The sole answer should be the number of lines in the material below that hold "MemoryEngine".
----
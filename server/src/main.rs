use anyhow::Result;
use axum::Router;
use clap::Parser;
use searchkit::MemoryEngine;
use searchkit_server::build_app;
use std::net::SocketAddr;
use std::sync::Arc;
use tokio::net::TcpListener;
use tracing_subscriber::{fmt, EnvFilter};

#[derive(Parser)]
#[command(name = "searchkit-server")]
#[command(about = "In-memory Elasticsearch-compatible engine", long_about = None)]
struct Args {
    /// Host to bind
    #[arg(long, default_value = "0.0.0.0")]
    host: String,
    /// Port to bind
    #[arg(long, default_value_t = 9200)]
    port: u16,
}

#[tokio::main]
async fn main() -> Result<()> {
    fmt().with_env_filter(EnvFilter::from_default_env()).init();
    let args = Args::parse();
    let app: Router = build_app(Arc::new(MemoryEngine::new()));

    let addr: SocketAddr = format!("{}:{}", args.host, args.port).parse()?;
    let listener = TcpListener::bind(addr).await?;
    tracing::info!(%addr, "server listening");
    axum::serve(listener, app).await?;
    Ok(())
}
----
**Reply to the exercise:** 2